Data for the task section start
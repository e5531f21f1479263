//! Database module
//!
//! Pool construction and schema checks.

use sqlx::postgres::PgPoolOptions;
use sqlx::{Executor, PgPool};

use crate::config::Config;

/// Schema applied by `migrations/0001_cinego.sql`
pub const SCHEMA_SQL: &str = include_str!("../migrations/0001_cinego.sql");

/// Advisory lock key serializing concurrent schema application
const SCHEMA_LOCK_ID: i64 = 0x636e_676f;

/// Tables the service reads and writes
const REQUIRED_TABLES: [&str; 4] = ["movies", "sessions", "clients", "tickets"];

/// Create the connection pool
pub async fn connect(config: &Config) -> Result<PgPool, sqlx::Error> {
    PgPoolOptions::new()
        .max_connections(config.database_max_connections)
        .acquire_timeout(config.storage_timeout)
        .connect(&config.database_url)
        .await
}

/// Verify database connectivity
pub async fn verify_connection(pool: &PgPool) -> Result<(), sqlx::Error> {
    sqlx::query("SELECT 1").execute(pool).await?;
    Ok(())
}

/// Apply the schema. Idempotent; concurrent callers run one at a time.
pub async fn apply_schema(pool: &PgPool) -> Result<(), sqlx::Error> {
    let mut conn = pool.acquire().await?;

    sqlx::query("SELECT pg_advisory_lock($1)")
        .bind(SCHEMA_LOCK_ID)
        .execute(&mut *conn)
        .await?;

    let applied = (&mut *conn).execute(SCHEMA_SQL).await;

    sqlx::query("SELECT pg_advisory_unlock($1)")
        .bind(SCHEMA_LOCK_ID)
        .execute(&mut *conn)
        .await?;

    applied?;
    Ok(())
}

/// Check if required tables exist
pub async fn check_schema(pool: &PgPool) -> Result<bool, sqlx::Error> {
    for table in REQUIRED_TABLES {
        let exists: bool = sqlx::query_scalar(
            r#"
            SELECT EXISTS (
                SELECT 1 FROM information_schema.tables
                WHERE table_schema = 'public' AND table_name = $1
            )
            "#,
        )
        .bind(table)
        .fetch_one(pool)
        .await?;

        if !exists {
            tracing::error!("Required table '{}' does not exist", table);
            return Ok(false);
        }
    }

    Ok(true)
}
Data for the task section end
* **Assignment**
The full set of entries, copied exactly, is the expected answer.

* **Response area**
repository e5531f21f1479263
//! Database module
//!
//! Pool construction and schema checks.

use sqlx::postgres::PgPoolOptions;
use sqlx::{Executor, PgPool};

use crate::config::Config;

/// Schema applied by `migrations/0001_cinego.sql`
pub const SCHEMA_SQL: &str = include_str!("../migrations/0001_cinego.sql");

/// Advisory lock key serializing concurrent schema application
const SCHEMA_LOCK_ID: i64 = 0x636e_676f;

/// Tables the service reads and writes
const REQUIRED_TABLES: [&str; 4] = ["movies", "sessions", "clients", "tickets"];

/// Create the connection pool
pub async fn connect(config: &Config) -> Result<PgPool, sqlx::Error> {
    PgPoolOptions::new()
        .max_connections(config.database_max_connections)
        .acquire_timeout(config.storage_timeout)
        .connect(&config.database_url)
        .await
}

/// Verify database connectivity
pub async fn verify_connection(pool: &PgPool) -> Result<(), sqlx::Error> {
    sqlx::query("SELECT 1").execute(pool).await?;
    Ok(())
}

/// Apply the schema. Idempotent; concurrent callers run one at a time.
pub async fn apply_schema(pool: &PgPool) -> Result<(), sqlx::Error> {
    let mut conn = pool.acquire().await?;

    sqlx::query("SELECT pg_advisory_lock($1)")
        .bind(SCHEMA_LOCK_ID)
        .execute(&mut *conn)
        .await?;

    let applied = (&mut *conn).execute(SCHEMA_SQL).await;

    sqlx::query("SELECT pg_advisory_unlock($1)")
        .bind(SCHEMA_LOCK_ID)
        .execute(&mut *conn)
        .await?;

    applied?;
    Ok(())
}

/// Check if required tables exist
pub async fn check_schema(pool: &PgPool) -> Result<bool, sqlx::Error> {
    for table in REQUIRED_TABLES {
        let exists: bool = sqlx::query_scalar(
            r#"
            SELECT EXISTS (
                SELECT 1 FROM information_schema.tables
                WHERE table_schema = 'public' AND table_name = $1
            )
            "#,
        )
        .bind(table)
        .fetch_one(pool)
        .await?;

        if !exists {
            tracing::error!("Required table '{}' does not exist", table);
            return Ok(false);
        }
    }

    Ok(true)
}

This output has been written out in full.